In The Village Voice, Simon Reynolds described Liquid City as "an easier entry point" than Lights Out for the Territory, writing that its text "takes a back seat to the photography of Marc Atkins". Reynolds described the "lustrous darkness" of Atkins' high contrast black and white photographs as bringing out the book's "articulate shadows" and "the hauntedness of urban space".

In 2015, Ars Poetica published Several Views of the Multilayeredness of British Artist Marc Atkins, a series of essays on Atkins edited by Michel Delville.

The French journal Le Passant Ordinaire published "The Journey to an Empty Room", an article on Atkins' work.

== Collections ==
Several of Atkins' works are in the Tate collection.
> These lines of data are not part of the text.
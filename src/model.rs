use serde::{Deserialize, Deserializer, Serialize};
use serde_json::Value;
use std::collections::BTreeMap;

pub const DEFAULT_PORT: &str = "8188";
pub const DEFAULT_LISTEN: &str = "127.0.0.1";

/// Persisted launcher configuration.
///
/// Every field has a default so a partial file on disk is back-filled on load.
/// Keys this version does not know about are kept in `extra` and written back
/// on save.
#[derive(Debug, Clone, PartialEq, Serialize, Deserialize)]
#[serde(default)]
pub struct LaunchConfig {
    pub language: String,
    pub comfyui_path: String,
    pub http_proxy: String,
    pub https_proxy: String,
    pub hf_token: String,
    pub pip_index_url: String,
    pub hf_endpoint: String,
    pub lowvram: bool,
    pub fp16_vae: bool,
    pub dont_upcast_attention: bool,
    pub disable_smart_memory: bool,
    pub fast_mode: bool,
    pub use_pytorch_cross_attention: bool,
    pub cpu_mode: bool,
    pub directml: bool,
    pub disable_auto_launch: bool,
    #[serde(deserialize_with = "string_or_number")]
    pub port: String,
    pub listen: String,
    pub extra_args: String,
    pub browser_settings: BrowserSettings,
    #[serde(flatten)]
    pub extra: BTreeMap<String, Value>,
}

impl Default for LaunchConfig {
    fn default() -> Self {
        Self {
            language: "en".into(),
            comfyui_path: String::new(),
            http_proxy: String::new(),
            https_proxy: String::new(),
            hf_token: String::new(),
            pip_index_url: String::new(),
            hf_endpoint: String::new(),
            lowvram: false,
            fp16_vae: false,
            dont_upcast_attention: false,
            disable_smart_memory: false,
            fast_mode: false,
            use_pytorch_cross_attention: false,
            cpu_mode: false,
            directml: false,
            disable_auto_launch: false,
            port: DEFAULT_PORT.into(),
            listen: DEFAULT_LISTEN.into(),
            extra_args: String::new(),
            browser_settings: BrowserSettings::default(),
            extra: BTreeMap::new(),
        }
    }
}

/// Command-line switch for each boolean flag, in the order they are appended.
pub const FLAG_SWITCHES: [(&str, &str); 9] = [
    ("lowvram", "--lowvram"),
    ("fp16_vae", "--fp16-vae"),
    ("dont_upcast_attention", "--dont-upcast-attention"),
    ("disable_smart_memory", "--disable-smart-memory"),
    ("fast_mode", "--fast"),
    ("use_pytorch_cross_attention", "--use-pytorch-cross-attention"),
    ("cpu_mode", "--cpu"),
    ("directml", "--directml"),
    ("disable_auto_launch", "--disable-auto-launch"),
];

impl LaunchConfig {
    pub fn flag(&self, key: &str) -> bool {
        match key {
            "lowvram" => self.lowvram,
            "fp16_vae" => self.fp16_vae,
            "dont_upcast_attention" => self.dont_upcast_attention,
            "disable_smart_memory" => self.disable_smart_memory,
            "fast_mode" => self.fast_mode,
            "use_pytorch_cross_attention" => self.use_pytorch_cross_attention,
            "cpu_mode" => self.cpu_mode,
            "directml" => self.directml,
            "disable_auto_launch" => self.disable_auto_launch,
            _ => false,
        }
    }

    pub fn flag_mut(&mut self, key: &str) -> Option<&mut bool> {
        match key {
            "lowvram" => Some(&mut self.lowvram),
            "fp16_vae" => Some(&mut self.fp16_vae),
            "dont_upcast_attention" => Some(&mut self.dont_upcast_attention),
            "disable_smart_memory" => Some(&mut self.disable_smart_memory),
            "fast_mode" => Some(&mut self.fast_mode),
            "use_pytorch_cross_attention" => Some(&mut self.use_pytorch_cross_attention),
            "cpu_mode" => Some(&mut self.cpu_mode),
            "directml" => Some(&mut self.directml),
            "disable_auto_launch" => Some(&mut self.disable_auto_launch),
            _ => None,
        }
    }

    /// URL of the server's web interface, falling back to defaults for blank fields.
    pub fn web_ui_url(&self) -> String {
        let listen = match self.listen.trim() {
            "" => DEFAULT_LISTEN,
            l => l,
        };
        let port = match self.port.trim() {
            "" => DEFAULT_PORT,
            p => p,
        };
        format!("http://{listen}:{port}")
    }
}

/// Preferences for the companion window.
#[derive(Debug, Clone, PartialEq, Serialize, Deserialize)]
#[serde(default)]
pub struct BrowserSettings {
    pub auto_open: bool,
    pub width: u32,
    pub height: u32,
    pub remember_position: bool,
    pub minimize_to_tray: bool,
    pub always_on_top: bool,
    pub browser_path: Option<String>,
}

impl Default for BrowserSettings {
    fn default() -> Self {
        Self {
            auto_open: true,
            width: 1400,
            height: 900,
            remember_position: true,
            minimize_to_tray: false,
            always_on_top: false,
            browser_path: None,
        }
    }
}

// Older config files stored the port as a bare number.
fn string_or_number<'de, D>(deserializer: D) -> Result<String, D::Error>
where
    D: Deserializer<'de>,
{
    #[derive(Deserialize)]
    #[serde(untagged)]
    enum Raw {
        Str(String),
        Num(u64),
    }
    Ok(match Raw::deserialize(deserializer)? {
        Raw::Str(s) => s,
        Raw::Num(n) => n.to_string(),
    })
}

/// Asynchronous notifications pushed to the front end.
#[derive(Debug, Clone, PartialEq, Serialize, Deserialize)]
#[serde(tag = "channel", content = "payload")]
pub enum LauncherEvent {
    #[serde(rename = "comfyui-output")]
    Output(String),
    #[serde(rename = "comfyui-started")]
    Started,
    #[serde(rename = "comfyui-stopped")]
    Stopped,
    #[serde(rename = "comfyui-exit")]
    Exit(Option<i32>),
    #[serde(rename = "comfyui-browser-auto-opened")]
    BrowserAutoOpened,
    #[serde(rename = "comfyui-browser-closed")]
    BrowserClosed,
    #[serde(rename = "path-selected")]
    PathSelected(String),
    #[serde(rename = "install-output")]
    InstallOutput(String),
}

impl LauncherEvent {
    pub fn channel(&self) -> &'static str {
        match self {
            LauncherEvent::Output(_) => "comfyui-output",
            LauncherEvent::Started => "comfyui-started",
            LauncherEvent::Stopped => "comfyui-stopped",
            LauncherEvent::Exit(_) => "comfyui-exit",
            LauncherEvent::BrowserAutoOpened => "comfyui-browser-auto-opened",
            LauncherEvent::BrowserClosed => "comfyui-browser-closed",
            LauncherEvent::PathSelected(_) => "path-selected",
            LauncherEvent::InstallOutput(_) => "install-output",
        }
    }
}

/// Named operations the front end can invoke.
#[derive(Debug, Clone, Serialize, Deserialize)]
#[serde(tag = "op", content = "args", rename_all = "kebab-case")]
pub enum Operation {
    LoadConfig,
    // Boxed so the enum stays small; LaunchConfig is the largest payload.
    SaveConfig(Box<LaunchConfig>),
    SelectDirectory,
    ValidatePath(String),
    StartComfyui(Box<LaunchConfig>),
    StopComfyui,
    IsComfyuiRunning,
    OpenComfyuiBrowser(Box<LaunchConfig>),
    CloseComfyuiBrowser,
    IsBrowserOpen,
    InstallDependencies(Box<LaunchConfig>),
    ShowError { title: String, message: String },
    ShowInfo { title: String, message: String },
}

impl Operation {
    pub fn name(&self) -> &'static str {
        match self {
            Operation::LoadConfig => "load-config",
            Operation::SaveConfig(_) => "save-config",
            Operation::SelectDirectory => "select-directory",
            Operation::ValidatePath(_) => "validate-path",
            Operation::StartComfyui(_) => "start-comfyui",
            Operation::StopComfyui => "stop-comfyui",
            Operation::IsComfyuiRunning => "is-comfyui-running",
            Operation::OpenComfyuiBrowser(_) => "open-comfyui-browser",
            Operation::CloseComfyuiBrowser => "close-comfyui-browser",
            Operation::IsBrowserOpen => "is-browser-open",
            Operation::InstallDependencies(_) => "install-dependencies",
            Operation::ShowError { .. } => "show-error",
            Operation::ShowInfo { .. } => "show-info",
        }
    }
}

/// Typed outcome of an operation. Serializes to the bare payload shape.
#[derive(Debug, Clone, PartialEq, Serialize)]
#[serde(untagged)]
pub enum Response {
    Config(Box<LaunchConfig>),
    Ack(Ack),
    Directory(DirectorySelection),
    Validation(PathValidation),
    Started(StartReply),
    Running(RunningStatus),
    Browser(BrowserStatus),
    Installed(InstallReply),
    Failure(Failure),
    Done,
}

#[derive(Debug, Clone, PartialEq, Eq, Serialize, Deserialize)]
pub struct Ack {
    pub success: bool,
    pub message: String,
}

impl Ack {
    pub fn ok(message: impl Into<String>) -> Self {
        Self {
            success: true,
            message: message.into(),
        }
    }

    pub fn failed(message: impl Into<String>) -> Self {
        Self {
            success: false,
            message: message.into(),
        }
    }
}

#[derive(Debug, Clone, PartialEq, Eq, Serialize, Deserialize)]
pub struct DirectorySelection {
    pub success: bool,
    pub path: Option<String>,
}

#[derive(Debug, Clone, Copy, PartialEq, Eq, Serialize, Deserialize)]
#[serde(rename_all = "lowercase")]
pub enum PythonLayout {
    Embeded,
    Standalone,
}

#[derive(Debug, Clone, PartialEq, Eq, Serialize, Deserialize)]
pub struct PathValidation {
    pub valid: bool,
    pub missing: Vec<String>,
    #[serde(rename = "pythonType")]
    pub python_type: Option<PythonLayout>,
    #[serde(rename = "pythonPath")]
    pub python_path: Option<String>,
}

#[derive(Debug, Clone, PartialEq, Eq, Serialize, Deserialize)]
pub struct StartReply {
    pub success: bool,
    pub pid: u32,
}

#[derive(Debug, Clone, PartialEq, Eq, Serialize, Deserialize)]
pub struct RunningStatus {
    pub running: bool,
    pub pid: Option<u32>,
    pub browser_open: bool,
}

#[derive(Debug, Clone, PartialEq, Eq, Serialize, Deserialize)]
pub struct BrowserStatus {
    pub open: bool,
}

#[derive(Debug, Clone, PartialEq, Eq, Serialize, Deserialize)]
pub struct InstallReply {
    pub success: bool,
}

#[derive(Debug, Clone, PartialEq, Eq, Serialize, Deserialize)]
pub struct Failure {
    pub success: bool,
    pub error: String,
}

impl Failure {
    pub fn new(error: impl Into<String>) -> Self {
        Self {
            success: false,
            error: error.into(),
        }
    }
}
The National Portrait Gallery, London holds 11 photographic portraits by Atkins.

== Selected publications ==
- The Prism Walls. Contraband Books. ISBN 978-1-91031-901-7.
- Still Moving, photography with poetry by Rod Mengham (Veer Books ISBN 978-1-907088-64-3)
- The Logic of the Stairwell, prose and poetry (Shearsman Books ISBN 978-1-84861-161-0)
- Silent Street, prose poetry (Shearsman Books ISBN 978-1-84861-570-0)
- The Teratologists, photography (panoptika ISBN 0-9534371-0-8)
- Liquid City, photography with text by Iain Sinclair (Reaktion Books ISBN 1-86189-037-0)
- Thirteen, photography with text by thirteen writers, including Julian Rathbone, Bill Drummond, James Sallis, Mick Farren, Stella Duffy and Nicholas Royle (The Do-Not Press ISBN 1-899344-86-1)
- Warszawa, photography with poetry by Tadeusz Pióro and Andrzej Sosnowski (WIG Press ISBN 83-87014-99-0).
- The World's Top Photographers: Nudes, also includes the work of Guy Bourdin, Bettina Rheims, Robert Mapplethorpe and Rankin (RotoVision ISBN 2-88046-823-X)
- The Nude, also includes the work of Bill Brandt and Ralph Gibson (RotoVision ISBN 2-88046-533-8)
- Faces of Mathematics, solo photography with introductions by Nick Gilbert, and also with text by the participants, including Michael Atiyah (panoptika ISBN 0-9534371-1-6)

== Selected exhibitions ==
- 2018: Equivocal Form, Ambiguous Function: Drawings and Photo-Drawings, Velorose, London.

- 2015: Marc Atkins, a retrospective exhibition at Galerie Wittert, Université de Liège, Liège, Belgium.

- 2001: The Teratologists, Standpoint Gallery, London.

- 2001: Atopos, former Poznański textile factory, Łódź, Poland.

- 2000: Marc Atkins, Foundry, London.

- 1999: Liquid City, 291 Gallery, London.

- 1994: Footfalls Echo in the Memory, 450 Broadway Gallery, New York City.

- 1992: South Bank Photo Show, Royal Festival Hall, London.